The Brewers had runners on third in the seventh, eighth, and ninth innings, but failed to drive in any of those runners. Royals closer Jonathan Broxton made it interesting in the ninth, giving up a lead-off single to Ramirez. After that, he struck out Green, but then gave up an infield single to Weeks. Broxton struck out George Kottaras, and induced a Brooks Conrad groundout to end the game.

> This game was an example of some classic Ron Roenicke management. He removed Greinke after seven nice innings, despite the fact his pitch count was only 105. After Greinke was removed, announcer Brian Anderson said that “pitch count got him tonight.” No, Brian. Ron Roenicke management got him. Roenicke needs to learn that a 105 pitch count really isn’t that high, even in this day and age. If Greinke was at 110 pitches or higher after seven, then sure, I could understand not putting him back out for the eighth. But you see all of these pitchers (from other teams) nowadays going the distance using 120-130 pitches. Roenicke barely lets our guys touch 100 pitches, and it’s driving me insane. By the way, it’s worth noting that a Brewer pitcher hasn’t thrown a complete game since April of 2011- the first win of the 2011 season.

Next up is Ron’s pinch-hitting selection in the ninth inning. I’m not going to blame him for using Kottaras, but, in reality, he hasn’t done crap since April. So he isn’t that “reliable, clutch bat off the bench” anymore. But I AM going to blame him for using Conrad as the last batter of the game with a man on third. Conrad was batting .081 going into the at-bat, so the game was obviously over before he even stepped in the batter’s box. Anybody would have been better than Conrad in that situation.

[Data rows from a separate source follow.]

impl Terminal {
    pub(crate) fn open() -> Result<Terminal> {
        let mut sys = Driver::open()?;
        if let Some(painter) = sys.painter.as_mut() {
            painter.emit(Cap::EnterCa);
            painter.emit(Cap::EnterKeypad);
            painter.emit(Cap::HideCursor);
            painter.emit(Cap::ClearScreen);
            let bytes = painter.take();
            sys.write_all(&bytes)?;
        } else {
            let cursor = CONSOLE_CURSOR_INFO {
                dwSize: sys.orig_cursor.dwSize,
                bVisible: FALSE,
            };
            unsafe {
                SetConsoleCursorInfo(sys.conout.0, &raw const cursor);
            }
            let (w, h) = sys.window_size()?;
            let attr = sys.default_attr;
            sys.clear_console(attr, w, h);
        }
        let (w, h) = sys.window_size()?;
        let mut back = CellBuffer::new(w, h);
        back.clear(Attr::DEFAULT, Attr::DEFAULT);
        let front = CellBuffer::new(w, h);
        Ok(Terminal {
            sys,
            back,
            front,
            clear_fg: Attr::DEFAULT,
            clear_bg: Attr::DEFAULT,
            cursor: None,
            input_mode: InputMode::ESC,
            closed: false,
        })
    }

    /// Reconcile the console with the back buffer.
    ///
    /// On the legacy path changed rows are gathered into contiguous runs
    /// and each run is written with a single rectangle write; under
    /// WinVT the escape-sequence painter is used instead.
    ///
    /// # Errors
    ///
    /// [`Error::Ioctl`] when the size query fails, [`Error::Write`] when
    /// writing to the console fails.
    pub fn flush(&mut self) -> Result<()> {
        let size = self.sys.window_size()?;
        let resized = size != self.back.size();
        if resized {
            let (w, h) = size;
            self.back.resize(w, h);
            self.front.resize(w, h);
            self.front.clear(self.clear_fg, self.clear_bg);
            if self.sys.painter.is_none() {
                let attr = attr_word(self.clear_fg, self.clear_bg, self.sys.default_attr);
                self.sys.clear_console(attr, w, h);
            }
        }
        if let Some(painter) = self.sys.painter.as_mut() {
            painter.invalidate();
            if resized {
                painter.set_attrs(self.clear_fg, self.clear_bg);
                painter.emit(Cap::ClearScreen);
                painter.invalidate();
            }
            painter.draw_diff(&self.back, &mut self.front);
            if let Some((x, y)) = self.cursor {
                painter.goto(x, y);
            }
            let bytes = painter.take();
            self.sys.write_all(&bytes)?;
        } else {
            self.flush_legacy()?;
        }
        Ok(())
    }

    /// Diff the buffers row-wise and emit one rectangle write per run of
    /// contiguous changed rows.
    fn flush_legacy(&mut self) -> Result<()> {
        let (w, h) = self.back.size();
        let mut msgs: Vec<DiffMsg> = Vec::new();
        let mut y = 0;
        while y < h {
            let row_changed = {
                let start = y * w;
                self.back.cells()[start..start + w] != self.front.cells()[start..start + w]
            };
            if !row_changed {
                y += 1;
                continue;
            }
            #[allow(clippy::cast_possible_truncation, clippy::cast_possible_wrap)]
            let pos = y as i16;
            let mut chars = Vec::with_capacity(w * 2);
            let mut lines: i16 = 0;
            while y < h {
                let start = y * w;
                if self.back.cells()[start..start + w] == self.front.cells()[start..start + w] {
                    break;
                }
                self.encode_row(y, &mut chars);
                for x in 0..w {
                    let cell = self.back.cells()[start + x];
                    self.front.set(x, y, cell);
                }
                lines += 1;
                y += 1;
            }
            msgs.push(DiffMsg { pos, lines, chars });
        }

        #[allow(clippy::cast_possible_truncation, clippy::cast_possible_wrap)]
        let w16 = w as i16;
        for msg in &msgs {
            let size = COORD {
                X: w16,
                Y: msg.lines,
            };
            let mut rect = SMALL_RECT {
                Left: 0,
                Top: msg.pos,
                Right: w16 - 1,
                Bottom: msg.pos + msg.lines - 1,
            };
            let ok = unsafe {
                WriteConsoleOutputW(
                    self.sys.conout.0,
                    msg.chars.as_ptr(),
                    size,
                    COORD { X: 0, Y: 0 },
                    &raw mut rect,
                )
            };
            if ok != TRUE {
                return Err(Error::Write(io::Error::last_os_error()));
            }
        }

        self.place_console_cursor();
        Ok(())
    }

    /// Encode one back-buffer row as `CHAR_INFO`s. Wide characters
    /// produce a leading/trailing cell pair.
    fn encode_row(&self, y: usize, chars: &mut Vec<CHAR_INFO>) {
        let (w, _) = self.back.size();
        let mut x = 0;
        while x < w {
            let cell = self.back.cells()[y * w + x];
            let attrs = attr_word(cell.fg, cell.bg, self.sys.default_attr);
            let cw = wcwidth(cell.ch).max(1);
            let ch = if (cell.ch as u32) < 0x20 { ' ' } else { cell.ch };
            let mut units = [0u16; 2];
            let unit = ch.encode_utf16(&mut units)[0];
            if cw == 2 && x + 1 < w {
                chars.push(char_info(unit, attrs | COMMON_LVB_LEADING_BYTE));
                chars.push(char_info(unit, attrs | COMMON_LVB_TRAILING_BYTE));
                x += 2;
            } else {
                let unit = if cw == 2 { u16::from(b' ') } else { unit };
                chars.push(char_info(unit, attrs));
                x += 1;
            }
        }
    }

    fn place_console_cursor(&mut self) {
        let visible = self.cursor.is_some();
        let cursor = CONSOLE_CURSOR_INFO {
            dwSize: self.sys.orig_cursor.dwSize.max(1),
            bVisible: if visible { TRUE } else { FALSE },
        };
        unsafe {
            SetConsoleCursorInfo(self.sys.conout.0, &raw const cursor);
        }
        if let Some((x, y)) = self.cursor {
            #[allow(clippy::cast_possible_truncation, clippy::cast_possible_wrap)]
            let pos = COORD {
                X: x as i16,
                Y: y as i16,
            };
            unsafe {
                SetConsoleCursorPosition(self.sys.conout.0, pos);
            }
        }
    }

    /// Forget what is on the console, clear it and repaint in full.
    ///
    /// # Errors
    ///
    /// As for [`Terminal::flush`].
    pub fn sync(&mut self) -> Result<()> {
        let (w, h) = self.back.size();
        self.front.clear(self.clear_fg, self.clear_bg);
        if let Some(painter) = self.sys.painter.as_mut() {
            painter.set_attrs(self.clear_fg, self.clear_bg);
            painter.emit(Cap::ClearScreen);
            painter.invalidate();
        } else {
            let attr = attr_word(self.clear_fg, self.clear_bg, self.sys.default_attr);
            self.sys.clear_console(attr, w, h);
        }
        self.flush()
    }

    /// Place the user-visible cursor, or hide it with `None`.
    pub fn set_cursor(&mut self, pos: Option<(usize, usize)>) {
        self.cursor = pos;
        if let Some(painter) = self.sys.painter.as_mut() {
            match pos {
                Some((x, y)) => {
                    painter.emit(Cap::ShowCursor);
                    painter.goto(x, y);
                }
                None => painter.emit(Cap::HideCursor),
            }
        } else {
            self.place_console_cursor();
        }
    }

    /// Set the input mode, or query it with [`InputMode::CURRENT`].
    ///
    /// # Errors
    ///
    /// [`Error::Write`] when the WinVT mouse toggle cannot be written.
    pub fn set_input_mode(&mut self, mode: InputMode) -> Result<InputMode> {
        if mode == InputMode::CURRENT {
            return Ok(self.input_mode);
        }
        let mode = mode.normalize();
        self.input_mode = mode;
        self.sys.input_mode.store(mode.bits(), Ordering::Release);
        Ok(mode)
    }

    /// Set the output color mode, or query it with
    /// [`OutputMode::Current`]. The legacy console knows only the
    /// 16-color palette, so it always reports [`OutputMode::Normal`].
    pub fn set_output_mode(&mut self, mode: OutputMode) -> OutputMode {
        match self.sys.painter.as_mut() {
            Some(painter) => {
                if mode == OutputMode::Current {
                    return painter.output_mode();
                }
                painter.set_output_mode(mode);
                mode
            }
            None => OutputMode::Normal,
        }
    }

    /// Wait for and return the next event, preferring
    /// `input > interrupt > resize`.
    ///
    /// # Errors
    ///
    /// [`Error::Ioctl`] when the post-resize size query fails,
    /// [`Error::Poll`] when the input machinery has gone away.
    pub fn poll_event(&mut self) -> Result<Event> {
        match self.sys.wait(None)? {
            Wake::Event(event) => Ok(event),
            Wake::Interrupt => Ok(Event::Interrupt),
            Wake::Resize => self.resize_event(),
            Wake::Timeout => unreachable!("no deadline was armed"),
        }
    }

    /// Like [`Terminal::poll_event`], giving up after `timeout`.
    ///
    /// # Errors
    ///
    /// As for [`Terminal::poll_event`].
    pub fn peek_event(&mut self, timeout: Duration) -> Result<Option<Event>> {
        match self.sys.wait(Some(Instant::now() + timeout))? {
            Wake::Event(event) => Ok(Some(event)),
            Wake::Interrupt => Ok(Some(Event::Interrupt)),
            Wake::Resize => self.resize_event().map(Some),
            Wake::Timeout => Ok(None),
        }
    }

    fn resize_event(&mut self) -> Result<Event> {
        let (w, h) = self.sys.window_size()?;
        Ok(Event::Resize {
            width: i32::try_from(w).unwrap_or(i32::MAX),
            height: i32::try_from(h).unwrap_or(i32::MAX),
        })
    }

    /// Tear the console down: stop the threads and restore modes, code
    /// page, cursor and screen buffer. Best-effort.
    pub(crate) fn platform_close(&mut self) {
        self.sys.shutdown();
        if let Some(painter) = self.sys.painter.as_mut() {
            painter.emit(Cap::ShowCursor);
            painter.emit(Cap::Sgr0);
            painter.emit(Cap::ClearScreen);
            painter.emit(Cap::ExitCa);
            painter.emit(Cap::ExitKeypad);
            painter.emit(Cap::ExitMouse);
            let bytes = painter.take();
            let _ = self.sys.write_all(&bytes);
        } else {
            let (w, h) = self.back.size();
            let attr = self.sys.orig_screen.wAttributes;
            self.sys.clear_console(attr, w, h);
        }
        unsafe {
            SetConsoleMode(self.sys.conin.0, self.sys.orig_in_mode);
            SetConsoleMode(self.sys.conout.0, self.sys.orig_out_mode);
            SetConsoleOutputCP(self.sys.orig_cp);
            SetConsoleCursorInfo(self.sys.conout.0, &raw const self.sys.orig_cursor);
            SetConsoleScreenBufferSize(self.sys.conout.0, self.sys.orig_screen.dwSize);
            CloseHandle(self.sys.conin.0);
            CloseHandle(self.sys.conout.0);
        }
    }
}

Lastly, the use of the bullpen, which sort of ties in to the Greinke situation. Not only did Roenicke remove Greinke, he removed Greinke in favor of Rodriguez. At this point, every time K-Rod enters a game, you can just consider it a loss, whether it’s tied or the Brewers have the lead. His 0-4 record should tell the story of how bad he’s been, although he’s actually blown more games than that.

> And that’s about it. The Brewers will play the second game of this series tomorrow at 7:10 PM CT. They’ll send Randy Wolf (2-5, 5.45 ERA) to the mound, who has been pretty bad overall this year, but is coming off a nice start against the Cubs. The Royals are one of the few teams he’s never faced in his career.

The Royals will counter with Luke Hochevar (3-7, 6.57 ERA). If the Brewers can’t beat this guy, we might as well call it a season. However, I predicted today that the Brewers would hammer Mendoza, and he nearly no-hit them. So I’m done making predictions for now.

> Anyway, thanks for reading, and feel free to leave your thoughts.